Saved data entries
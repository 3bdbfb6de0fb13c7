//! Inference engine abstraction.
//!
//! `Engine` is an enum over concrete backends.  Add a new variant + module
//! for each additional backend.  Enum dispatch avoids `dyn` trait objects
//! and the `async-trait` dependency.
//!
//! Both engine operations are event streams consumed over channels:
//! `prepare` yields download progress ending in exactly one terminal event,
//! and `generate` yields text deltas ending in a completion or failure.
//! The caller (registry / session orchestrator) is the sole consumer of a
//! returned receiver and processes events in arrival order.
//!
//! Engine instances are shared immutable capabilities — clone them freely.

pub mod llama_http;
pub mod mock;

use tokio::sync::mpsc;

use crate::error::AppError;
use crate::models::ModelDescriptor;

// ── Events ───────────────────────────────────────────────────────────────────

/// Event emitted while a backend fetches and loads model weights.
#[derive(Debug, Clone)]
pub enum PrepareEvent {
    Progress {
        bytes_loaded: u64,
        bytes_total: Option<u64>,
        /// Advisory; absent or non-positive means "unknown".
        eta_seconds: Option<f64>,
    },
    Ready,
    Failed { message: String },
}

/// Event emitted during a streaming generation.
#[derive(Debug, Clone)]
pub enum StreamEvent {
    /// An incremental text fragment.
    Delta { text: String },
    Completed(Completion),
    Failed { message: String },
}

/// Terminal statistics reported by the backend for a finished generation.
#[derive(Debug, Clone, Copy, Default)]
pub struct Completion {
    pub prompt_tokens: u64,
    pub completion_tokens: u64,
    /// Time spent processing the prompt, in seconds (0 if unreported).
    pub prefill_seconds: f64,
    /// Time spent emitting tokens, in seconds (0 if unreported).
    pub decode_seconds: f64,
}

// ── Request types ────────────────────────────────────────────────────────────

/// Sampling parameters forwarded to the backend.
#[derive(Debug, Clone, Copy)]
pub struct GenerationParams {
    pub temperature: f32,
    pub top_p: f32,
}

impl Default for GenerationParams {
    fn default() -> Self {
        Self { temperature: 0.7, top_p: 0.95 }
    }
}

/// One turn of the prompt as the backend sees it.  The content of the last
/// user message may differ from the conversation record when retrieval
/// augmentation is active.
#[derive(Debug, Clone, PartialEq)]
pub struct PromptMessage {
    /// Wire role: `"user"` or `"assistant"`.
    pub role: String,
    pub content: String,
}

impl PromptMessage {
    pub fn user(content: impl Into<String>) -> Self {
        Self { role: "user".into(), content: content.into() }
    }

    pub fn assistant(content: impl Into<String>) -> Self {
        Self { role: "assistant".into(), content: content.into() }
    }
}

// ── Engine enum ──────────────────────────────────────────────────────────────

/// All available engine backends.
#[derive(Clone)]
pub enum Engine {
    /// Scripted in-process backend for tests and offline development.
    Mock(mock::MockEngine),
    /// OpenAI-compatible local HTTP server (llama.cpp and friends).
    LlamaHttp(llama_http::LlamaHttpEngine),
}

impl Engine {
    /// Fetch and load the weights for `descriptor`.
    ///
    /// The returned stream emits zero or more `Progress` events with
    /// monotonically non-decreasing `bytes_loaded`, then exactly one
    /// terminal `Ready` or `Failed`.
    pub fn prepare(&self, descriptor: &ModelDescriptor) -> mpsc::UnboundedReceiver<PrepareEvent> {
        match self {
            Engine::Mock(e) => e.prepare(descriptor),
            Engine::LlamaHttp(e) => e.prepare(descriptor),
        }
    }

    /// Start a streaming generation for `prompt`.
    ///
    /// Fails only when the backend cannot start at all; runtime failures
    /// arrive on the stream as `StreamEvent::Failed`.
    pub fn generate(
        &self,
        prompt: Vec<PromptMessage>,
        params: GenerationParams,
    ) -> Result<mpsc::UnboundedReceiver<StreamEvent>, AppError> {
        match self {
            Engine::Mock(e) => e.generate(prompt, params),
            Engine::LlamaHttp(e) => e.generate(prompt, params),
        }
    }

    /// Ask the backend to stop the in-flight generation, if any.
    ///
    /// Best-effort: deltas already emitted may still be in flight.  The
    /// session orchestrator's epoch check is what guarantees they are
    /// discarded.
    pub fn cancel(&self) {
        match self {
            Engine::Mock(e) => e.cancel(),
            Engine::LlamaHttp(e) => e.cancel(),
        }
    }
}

*Task description*. Lines from the entries that contain the word "streaming" are what the answer must hold.

*Solution below*.
/// Event emitted during a streaming generation.
    /// Start a streaming generation for `prompt`.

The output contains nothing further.